SUMMARY COURSE 3.5:
ORGANISATIONAL PSYCHOLOGY
BY ROWAN MOELIJKER
YEAR 2018/2019
POSITIVE & ORGANISATIONAL PSYCHOLOGY
ERASMUS SCHOOL OF SOCIAL AND BEHAVIOURAL SCIENCES
,MEETING 3: JUSTICE AND DEVIANT EMPLOYEE BEHAVIOURS
LEARNING GOALS
Problem 3a/b: An eye for an eye/Desperate times call for desperate measures
What are the different deviant employee behaviours?
What are the causes of deviant employee behaviour?
What does deviant employee behaviour correlate with?
What is justice?
What are the determinants of justice/organisational fairness?

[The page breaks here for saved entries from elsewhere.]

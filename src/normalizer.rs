//! Validación y normalización del JSON externo
//!
//! La respuesta del modelo es fiable solo de forma probabilística, así que
//! toda la tolerancia de forma vive aquí, en una sola pasada. A partir de
//! este punto el resto del sistema asume el esquema estricto de
//! [`LessonPlan`]: ninguna secuencia es `null`, ningún escalar queda
//! vacío.
//!
//! Reglas:
//! - Si el valor no es un objeto, o falta el título del proyecto, la
//!   normalización falla y no se renderiza nada.
//! - Cualquier otro defecto se repara: secuencia ausente o con otro tipo
//!   pasa a secuencia vacía, escalar ausente o vacío pasa a su valor de
//!   reserva. Mejor un documento visiblemente incompleto que un fallo.

use serde_json::Value;

use crate::error::ValidationError;
use crate::models::plan::{
    Bibliography, ContentPdaPair, Evaluation, LessonPlan, Phase, Session,
};

/// Marcadores que se tratan como "sin valor"
fn is_blank(texto: &str) -> bool {
    let t = texto.trim();
    t.is_empty() || t == "undefined" || t == "null"
}

/// Texto de un campo, o su valor de reserva
///
/// Un número se acepta y se convierte a texto; cualquier otro tipo cuenta
/// como ausente.
fn text_or(obj: &Value, campo: &str, reserva: &str) -> String {
    match obj.get(campo) {
        Some(Value::String(s)) if !is_blank(s) => s.trim().to_string(),
        Some(Value::Number(n)) => n.to_string(),
        _ => reserva.to_string(),
    }
}

/// Secuencia de textos de un campo
///
/// Si el valor no es una secuencia se devuelve una vacía. Los elementos
/// escalares se convierten a texto; objetos y nulos se descartan.
fn string_list(obj: &Value, campo: &str) -> Vec<String> {
    let Some(Value::Array(items)) = obj.get(campo) else {
        return Vec::new();
    };
    items
        .iter()
        .filter_map(|item| match item {
            Value::String(s) if !is_blank(s) => Some(s.trim().to_string()),
            Value::Number(n) => Some(n.to_string()),
            Value::Bool(b) => Some(b.to_string()),
            _ => None,
        })
        .collect()
}

/// Elementos de tipo objeto de un campo secuencia
fn object_list<'a>(obj: &'a Value, campo: &str) -> Vec<&'a Value> {
    let Some(Value::Array(items)) = obj.get(campo) else {
        return Vec::new();
    };
    items.iter().filter(|item| item.is_object()).collect()
}

fn content_pda_pair(item: &Value) -> ContentPdaPair {
    ContentPdaPair {
        asignatura: text_or(item, "asignatura", "Campo Formativo"),
        contenido: text_or(item, "contenido", "Contenido sin especificar"),
        pda_vinculados: string_list(item, "pda_vinculados"),
    }
}

/// Sesión normalizada
///
/// `numero` acepta entero o texto numérico; si no hay forma de leerlo se
/// usa la posición (base 1) dentro de la fase. Es solo etiqueta de
/// presentación, no se valida unicidad.
fn session(item: &Value, posicion: usize) -> Session {
    let numero = match item.get("numero") {
        Some(Value::Number(n)) => n.as_i64().unwrap_or(posicion as i64 + 1),
        Some(Value::String(s)) => s.trim().parse().unwrap_or(posicion as i64 + 1),
        _ => posicion as i64 + 1,
    };
    let paj = match item.get("paj_vinculado") {
        Some(Value::String(s)) if !is_blank(s) => Some(s.trim().to_string()),
        _ => None,
    };
    Session {
        numero,
        titulo: text_or(item, "titulo", "Actividad de Aprendizaje"),
        duracion: text_or(item, "duracion", "N/A"),
        actividades_inicio: string_list(item, "actividades_inicio"),
        actividades_desarrollo: string_list(item, "actividades_desarrollo"),
        actividades_cierre: string_list(item, "actividades_cierre"),
        recursos: string_list(item, "recursos"),
        evaluacion_sesion: text_or(item, "evaluacion_sesion", "Sin criterio"),
        paj_vinculado: paj,
    }
}

fn phase(item: &Value) -> Phase {
    Phase {
        nombre: text_or(item, "nombre", "Fase de desarrollo"),
        descripcion: text_or(item, "descripcion", "Sin descripción."),
        sesiones: object_list(item, "sesiones")
            .iter()
            .enumerate()
            .map(|(i, s)| session(s, i))
            .collect(),
    }
}

fn evaluation(obj: &Value) -> Evaluation {
    match obj.get("evaluacion_formativa") {
        Some(ev) if ev.is_object() => Evaluation {
            tecnicas: string_list(ev, "tecnicas"),
            instrumentos: string_list(ev, "instrumentos"),
            criterios_evaluacion: string_list(ev, "criterios_evaluacion"),
        },
        _ => Evaluation::default(),
    }
}

fn bibliography(item: &Value) -> Bibliography {
    Bibliography {
        autor: text_or(item, "autor", "Anónimo"),
        titulo: text_or(item, "titulo", "Sin título"),
        anio: text_or(item, "año", "S/F"),
        uso: text_or(item, "uso", "Referencia general"),
    }
}

/// Normaliza un valor JSON arbitrario a un [`LessonPlan`]
///
/// # Parámetros
/// - `value`: valor decodificado tal como llegó del colaborador externo
///
/// # Retorna
/// El plan normalizado, o un [`ValidationError`] si el valor no es un
/// objeto o no trae el título del proyecto.
pub fn normalize(value: &Value) -> Result<LessonPlan, ValidationError> {
    if !value.is_object() {
        return Err(ValidationError::NotAnObject);
    }

    let titulo = match value.get("titulo_proyecto") {
        Some(Value::String(s)) if !is_blank(s) => s.trim().to_string(),
        _ => return Err(ValidationError::MissingTitle),
    };

    Ok(LessonPlan {
        titulo_proyecto: titulo,
        nombre_docente: text_or(value, "nombre_docente", "Docente"),
        nombre_escuela: text_or(value, "nombre_escuela", "Escuela"),
        cct: text_or(value, "cct", "N/A"),
        zona_escolar: text_or(value, "zona_escolar", "N/A"),
        grado: text_or(value, "grado", "N/A"),
        fase_nem: text_or(value, "fase_nem", "N/A"),
        metodologia: text_or(value, "metodologia", "N/A"),
        campo_formativo: string_list(value, "campo_formativo"),
        ejes_articuladores: string_list(value, "ejes_articuladores"),
        vinculacion_contenido_pda: object_list(value, "vinculacion_contenido_pda")
            .iter()
            .map(|v| content_pda_pair(v))
            .collect(),
        proposito: text_or(value, "proposito", "Sin información."),
        diagnostico_socioeducativo: text_or(value, "diagnostico_socioeducativo", "Sin información."),
        temporalidad_realista: text_or(value, "temporalidad_realista", "Sin información."),
        fases_desarrollo: object_list(value, "fases_desarrollo")
            .iter()
            .map(|v| phase(v))
            .collect(),
        evaluacion_formativa: evaluation(value),
        bibliografia_especializada: object_list(value, "bibliografia_especializada")
            .iter()
            .map(|v| bibliography(v))
            .collect(),
    })
}
//! Domain model for vocabulary practice games.
//!
//! Everything here is deterministic: randomness and the clock are supplied by
//! the caller, so identical inputs always produce identical sessions.

#![forbid(unsafe_code)]

pub mod error;
pub mod matching;
pub mod model;
pub mod scoring;
pub mod settings;
pub mod time;

pub use error::Error;
pub use time::Clock;
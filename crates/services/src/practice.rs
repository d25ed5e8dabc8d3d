use rand::rngs::StdRng;
use rand::{Rng, SeedableRng};
use tracing::{debug, warn};

use drill_core::Clock;
use drill_core::model::{
    Answer, AnswerOutcome, GameKind, HintOutcome, Lesson, Session, SessionError,
};
use drill_core::scoring::{SessionStats, session_stats};
use drill_core::settings::PracticeSettings;

use crate::error::PracticeError;
use crate::questions;
use crate::sampling::session_id;

/// Runs practice sessions over lessons supplied by the caller.
///
/// The service owns the random source and the clock; sessions themselves stay
/// plain values, so callers keep whichever snapshot they were handed.
#[derive(Debug, Clone)]
pub struct PracticeService<R = StdRng> {
    clock: Clock,
    rng: R,
    settings: PracticeSettings,
}

impl PracticeService<StdRng> {
    /// Service seeded from the operating system's entropy.
    #[must_use]
    pub fn from_os_rng(clock: Clock) -> Self {
        Self::new(clock, StdRng::from_os_rng())
    }

    /// Service whose question generation is fully reproducible.
    #[must_use]
    pub fn seeded(clock: Clock, seed: u64) -> Self {
        Self::new(clock, StdRng::seed_from_u64(seed))
    }
}

impl<R: Rng> PracticeService<R> {
    #[must_use]
    pub fn new(clock: Clock, rng: R) -> Self {
        Self {
            clock,
            rng,
            settings: PracticeSettings::default(),
        }
    }

    #[must_use]
    pub fn with_settings(mut self, settings: PracticeSettings) -> Self {
        self.settings = settings;
        self
    }

    #[must_use]
    pub fn settings(&self) -> &PracticeSettings {
        &self.settings
    }

    #[must_use]
    pub fn clock(&self) -> Clock {
        self.clock
    }

    /// Mutable access to the clock, for hosts and tests driving a fixed clock.
    pub fn clock_mut(&mut self) -> &mut Clock {
        &mut self.clock
    }

    /// Start a session of `game` with up to `desired_count` questions.
    ///
    /// The count is clamped to the number of words in the lesson.
    ///
    /// # Errors
    ///
    /// Returns `SessionError::EmptyLesson` if the lesson has no words.
    pub fn start_session(
        &mut self,
        lesson: &Lesson,
        game: GameKind,
        desired_count: usize,
    ) -> Result<Session, PracticeError> {
        if lesson.is_empty() {
            return Err(SessionError::EmptyLesson.into());
        }

        let distractor_count = self.settings.distractor_count();
        let questions = questions::generate(
            game,
            lesson.words(),
            desired_count,
            distractor_count,
            &mut self.rng,
        );

        let short_options = if game.is_choice() {
            questions
                .iter()
                .filter_map(|q| q.options())
                .filter(|options| options.len() <= distractor_count)
                .count()
        } else {
            0
        };
        if short_options > 0 {
            warn!(
                lesson_id = %lesson.id(),
                %game,
                short_options,
                "lesson too small for a full set of distractors"
            );
        }

        let session = Session::new(
            session_id(&mut self.rng),
            lesson.id().clone(),
            game,
            questions,
            self.clock.now(),
        );
        debug!(
            session_id = %session.id(),
            lesson_id = %lesson.id(),
            %game,
            questions = session.questions().len(),
            "practice session started"
        );
        Ok(session)
    }

    /// Start a session using the configured default question count.
    ///
    /// # Errors
    ///
    /// Returns `SessionError::EmptyLesson` if the lesson has no words.
    pub fn start_default_session(
        &mut self,
        lesson: &Lesson,
        game: GameKind,
    ) -> Result<Session, PracticeError> {
        let count = self.settings.default_question_count();
        self.start_session(lesson, game, count)
    }

    /// Grade `answer` against the current question and return the next session.
    ///
    /// # Errors
    ///
    /// Returns `SessionError::Completed` for a finished session and
    /// `SessionError::AnswerKindMismatch` for a judgment/text mix-up.
    pub fn submit_answer(
        &self,
        session: &Session,
        answer: impl Into<Answer>,
    ) -> Result<AnswerOutcome, PracticeError> {
        let outcome = session.submit_answer(answer, self.clock.now())?;
        log_if_completed(&outcome.session);
        Ok(outcome)
    }

    /// Skip the current question.
    ///
    /// # Errors
    ///
    /// Returns `SessionError::Completed` for a finished session.
    pub fn advance(&self, session: &Session) -> Result<Session, PracticeError> {
        let next = session.advance(self.clock.now())?;
        log_if_completed(&next);
        Ok(next)
    }

    /// Mark the current typing word as shown now.
    ///
    /// # Errors
    ///
    /// Returns `SessionError::NotTimed` outside typing challenges.
    pub fn begin_word(&self, session: &Session) -> Result<Session, PracticeError> {
        Ok(session.begin_word(self.clock.now())?)
    }

    /// Reveal the next leading character of the current scrambled word.
    ///
    /// # Errors
    ///
    /// Returns `SessionError::NoScramble` outside word scramble and
    /// `SessionError::HintsExhausted` once no more characters can be shown.
    pub fn reveal_hint(&self, session: &Session) -> Result<HintOutcome, PracticeError> {
        Ok(session.reveal_hint()?)
    }

    /// Summary for a completed session, scored with the configured table.
    ///
    /// # Errors
    ///
    /// Returns `SessionError::InProgress` if questions remain.
    pub fn stats(&self, session: &Session) -> Result<SessionStats, PracticeError> {
        Ok(session_stats(session, self.settings.scoring())?)
    }
}

fn log_if_completed(session: &Session) {
    if session.is_completed() {
        debug!(
            session_id = %session.id(),
            game = %session.game(),
            correct = session.correct_answers(),
            incorrect = session.incorrect_answers(),
            time_spent_ms = session.time_spent().map(|d| d.num_milliseconds()),
            "practice session completed"
        );
    }
}
mod game;
mod ids;
mod lesson;
mod question;
mod session;

pub use ids::{LessonId, QuestionId, SessionId, WordId};

pub use game::{AnswerDirection, AnswerField, GameKind};
pub use lesson::{Lesson, LessonError, WordPair};
pub use question::{Answer, BLANK_MARKER, Question, QuestionKind, WordTiming};
pub use session::{
    AnswerOutcome, AnswerRecord, HintOutcome, Session, SessionError, SessionExtras,
    SessionProgress,
};
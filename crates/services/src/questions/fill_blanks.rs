use rand::Rng;

use drill_core::model::{AnswerField, BLANK_MARKER, Question, QuestionKind, WordPair};

use crate::sampling::{distractors, options_with, question_id, select};

/// Cloze templates. `{english}` is replaced by the word's meaning and
/// `___` marks the blank the Korean word fills.
pub const TEMPLATES: &[&str] = &[
    "The Korean word for \"{english}\" is ___.",
    "To say \"{english}\" in Korean, you say ___.",
    "___ means \"{english}\" in English.",
    "In class today we learned ___, which means \"{english}\".",
    "My friend asked how to say \"{english}\", and I answered ___.",
    "Can you remember? \"{english}\" is ___ in Korean.",
];

const PLACEHOLDER: &str = "{english}";

/// Fill-in-the-blank: a cloze sentence with Korean options.
pub fn fill_blank_questions<R: Rng + ?Sized>(
    words: &[WordPair],
    count: usize,
    distractor_count: usize,
    rng: &mut R,
) -> Vec<Question> {
    select(words, count, rng)
        .into_iter()
        .map(|word| {
            let template = TEMPLATES[rng.random_range(0..TEMPLATES.len())];
            let (sentence, blank_position) = render(template, &word.english);
            let correct_answer = word.korean.clone();
            let wrong = distractors(
                words,
                &correct_answer,
                AnswerField::Korean,
                distractor_count,
                rng,
            );
            let options = options_with(&correct_answer, wrong, rng);
            Question {
                id: question_id(rng),
                word,
                correct_answer,
                answer_field: AnswerField::Korean,
                kind: QuestionKind::FillBlank {
                    sentence,
                    blank_position,
                    options,
                },
            }
        })
        .collect()
}

/// Fills the template and returns the sentence with the char index of the blank.
///
/// The position is taken from the template split, so a meaning that itself
/// contains the marker cannot move the blank.
fn render(template: &str, english: &str) -> (String, usize) {
    let (before, after) = template
        .split_once(BLANK_MARKER)
        .unwrap_or((template, ""));
    let before = before.replace(PLACEHOLDER, english);
    let after = after.replace(PLACEHOLDER, english);
    let blank_position = before.chars().count();
    (format!("{before}{BLANK_MARKER}{after}"), blank_position)
}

What are the consequences of fairness for the employees and organisation?
What is the link between justice/fairness and counterproductive work behaviour?
Problem 3c: Whistleblowers
What is whistle-blowing?
Why does whistle-blowing occur?
What are the determinants for the organisation and the whistle-blower?
What are the consequences for the organisation and the whistle-blower?
How should organisations deal with whistle-blowers?
GENERAL LITERATURE
BOOK CHAPTER 1: JEX, S. M., & BRITT, T.W. (2014). CHAPTER 5 (ONLY OCB: PAGES 160-166!).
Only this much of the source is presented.